Konavle () is a municipality and a small region located southeast of Dubrovnik, Croatia.

It is administratively part of the Dubrovnik-Neretva County and the center of the municipality is Cavtat.

Demographics
The total municipality population was 8,577 people in 2011, split in the following 32 settlements:

 Brotnice, population 31
 Cavtat, population 2,153
 Čilipi, population 933
 Drvenik, population 52
 Duba Konavoska, population 63
 Dubravka, population 295
 Dunave, population 155
 Đurinići, population 96
 Gabrili, population 210
 Gruda, population 741
 Jasenice, population 14
 Komaji, population 275
 Kuna Konavoska, population 17
 Lovorno, population 183
 Ljuta, population 194
 Mihanići, population 96
 Mikulići, population 88
 Močići, population 447
 Molunat, population 212
 Palje Brdo, population 130
 Pločice, population 83
 Poljice, population 70
 Popovići, population 236
 Pridvorje, population 236
 Radovčići, population 228
 Stravča, population 60
 Šilješki, population 22
 Uskoplje, population 136
 Vitaljina, population 211
 Vodovađa, population 190
 Zastolje, population 150
 Zvekovica, population 570

In the 2011 census, 97.1% of the population were Croats.
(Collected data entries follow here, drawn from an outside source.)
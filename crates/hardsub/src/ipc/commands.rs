//! Queue Commands
//!
//! JSON command surface of the queue processor. A frontend sends one
//! [`QueueCommand`] per request and gets a [`CommandResponse`] back; queue
//! changes arrive separately as events.

use std::sync::Arc;

use serde::{Deserialize, Serialize};
use serde_json::{json, Value};
use tracing::{debug, warn};

use crate::core::queue::{JobDescriptor, QueueProcessor};
use crate::core::settings::{EncodingSettings, EncodingSettingsPatch, QualityPreset};
use crate::core::{CoreError, CoreResult, JobId};

/// Request sent to the queue processor
#[derive(Debug, Clone, Serialize, Deserialize)]
#[serde(tag = "command", rename_all = "camelCase")]
pub enum QueueCommand {
    AddItems {
        items: Vec<JobDescriptor>,
    },
    RemoveItem {
        id: JobId,
    },
    ClearQueue,
    ReorderItem {
        from: usize,
        to: usize,
    },
    RetryItem {
        id: JobId,
    },
    Start,
    Pause,
    Resume,
    CancelCurrent,
    UpdateSettings {
        settings: EncodingSettingsPatch,
    },
    ReplaceSettings {
        settings: EncodingSettings,
    },
    ApplyQualityPreset {
        preset: QualityPreset,
    },
    GetSettings,
    GetQueue,
    GetItem {
        id: JobId,
    },
    GetStats,
    GetState,
    CheckAvailability,
}

impl QueueCommand {
    pub fn name(&self) -> &'static str {
        match self {
            Self::AddItems { .. } => "addItems",
            Self::RemoveItem { .. } => "removeItem",
            Self::ClearQueue => "clearQueue",
            Self::ReorderItem { .. } => "reorderItem",
            Self::RetryItem { .. } => "retryItem",
            Self::Start => "start",
            Self::Pause => "pause",
            Self::Resume => "resume",
            Self::CancelCurrent => "cancelCurrent",
            Self::UpdateSettings { .. } => "updateSettings",
            Self::ReplaceSettings { .. } => "replaceSettings",
            Self::ApplyQualityPreset { .. } => "applyQualityPreset",
            Self::GetSettings => "getSettings",
            Self::GetQueue => "getQueue",
            Self::GetItem { .. } => "getItem",
            Self::GetStats => "getStats",
            Self::GetState => "getState",
            Self::CheckAvailability => "checkAvailability",
        }
    }
}

/// Reply to a single command
#[derive(Debug, Clone, Serialize, Deserialize, PartialEq)]
#[serde(rename_all = "camelCase")]
pub struct CommandResponse {
    pub ok: bool,
    #[serde(default, skip_serializing_if = "Option::is_none")]
    pub data: Option<Value>,
    #[serde(default, skip_serializing_if = "Option::is_none")]
    pub error: Option<String>,
}

impl CommandResponse {
    pub fn success(data: Value) -> Self {
        Self {
            ok: true,
            data: (!data.is_null()).then_some(data),
            error: None,
        }
    }

    pub fn failure(error: &CoreError) -> Self {
        Self {
            ok: false,
            data: None,
            error: Some(error.to_ipc_error()),
        }
    }
}

/// Parse a JSON command
pub fn parse_command(raw: &str) -> CoreResult<QueueCommand> {
    serde_json::from_str(raw).map_err(|e| CoreError::InvalidCommand(e.to_string()))
}

/// Execute a command against the processor
pub async fn dispatch(processor: &Arc<QueueProcessor>, command: QueueCommand) -> CoreResult<Value> {
    debug!(command = command.name(), "Dispatching queue command");

    let value = match command {
        QueueCommand::AddItems { items } => json!({ "ids": processor.add_items(items) }),
        QueueCommand::RemoveItem { id } => {
            processor.remove_item(&id)?;
            Value::Null
        }
        QueueCommand::ClearQueue => json!({ "removed": processor.clear_queue() }),
        QueueCommand::ReorderItem { from, to } => {
            json!({ "moved": processor.reorder_item(from, to) })
        }
        QueueCommand::RetryItem { id } => json!({ "id": processor.retry(&id)? }),
        QueueCommand::Start => {
            processor.start();
            json!({ "state": processor.state() })
        }
        QueueCommand::Pause => {
            processor.pause();
            json!({ "state": processor.state() })
        }
        QueueCommand::Resume => {
            processor.resume();
            json!({ "state": processor.state() })
        }
        QueueCommand::CancelCurrent => json!({ "cancelled": processor.cancel_current() }),
        QueueCommand::UpdateSettings { settings } => {
            serde_json::to_value(processor.update_settings(&settings))?
        }
        QueueCommand::ReplaceSettings { settings } => {
            serde_json::to_value(processor.replace_settings(settings))?
        }
        QueueCommand::ApplyQualityPreset { preset } => {
            let patch = EncodingSettingsPatch::from_quality_preset(preset);
            serde_json::to_value(processor.update_settings(&patch))?
        }
        QueueCommand::GetSettings => serde_json::to_value(processor.settings())?,
        QueueCommand::GetQueue => serde_json::to_value(processor.get_queue())?,
        QueueCommand::GetItem { id } => {
            let item = processor
                .get_item(&id)
                .ok_or(CoreError::ItemNotFound(id))?;
            serde_json::to_value(item)?
        }
        QueueCommand::GetStats => serde_json::to_value(processor.get_stats())?,
        QueueCommand::GetState => json!({
            "state": processor.state(),
            "processing": processor.is_processing(),
        }),
        QueueCommand::CheckAvailability => {
            serde_json::to_value(processor.check_availability().await)?
        }
    };

    Ok(value)
}

/// Parse, execute and wrap one raw JSON command. Never fails.
pub async fn handle_json(processor: &Arc<QueueProcessor>, raw: &str) -> CommandResponse {
    let result = match parse_command(raw) {
        Ok(command) => dispatch(processor, command).await,
        Err(e) => Err(e),
    };

    match result {
        Ok(data) => CommandResponse::success(data),
        Err(e) => {
            warn!("Queue command failed: {}", e);
            CommandResponse::failure(&e)
        }
    }
}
Historically, inhabitants of Konavle were called Canalesi.

History
In 1427, the authorities of Dubrovnik set out to eradicate Bogomilism in Konavle. Catholicism was restored there by the Franciscans in a rapid process that converted the entire population.
Though considerably damaged during the Croatian War of Independence, Konavle maintains its status as one of the wealthiest municipalities in all of Croatia, consistently ranking amongst the ten richest.

Geography
Konavle is actually a narrow field located between the Sniježnica mountain and the Adriatic Sea, spanning the area from the coastal town of Cavtat to the Montenegrin border at Prevlaka. Other than Cavtat, only the southernmost village of Molunat is located on the coast, while the other 30 villages are in the hinterland.

The Sniježnica peak at 1234 meters of altitude is the highest point of the Dubrovnik-Neretva County and village of Kuna with its 700 m altitude is the highest village in the county. Although Gruda is the administrative center of the municipality, the largest settlement is Cavtat.

A few kilometres from Cavtat there is "Pasjača", the 2020 most beautiful beach in Europe, hidden below the Konavle cliffs.

Transport
The airport for Dubrovnik is located near the Konavle village of Čilipi.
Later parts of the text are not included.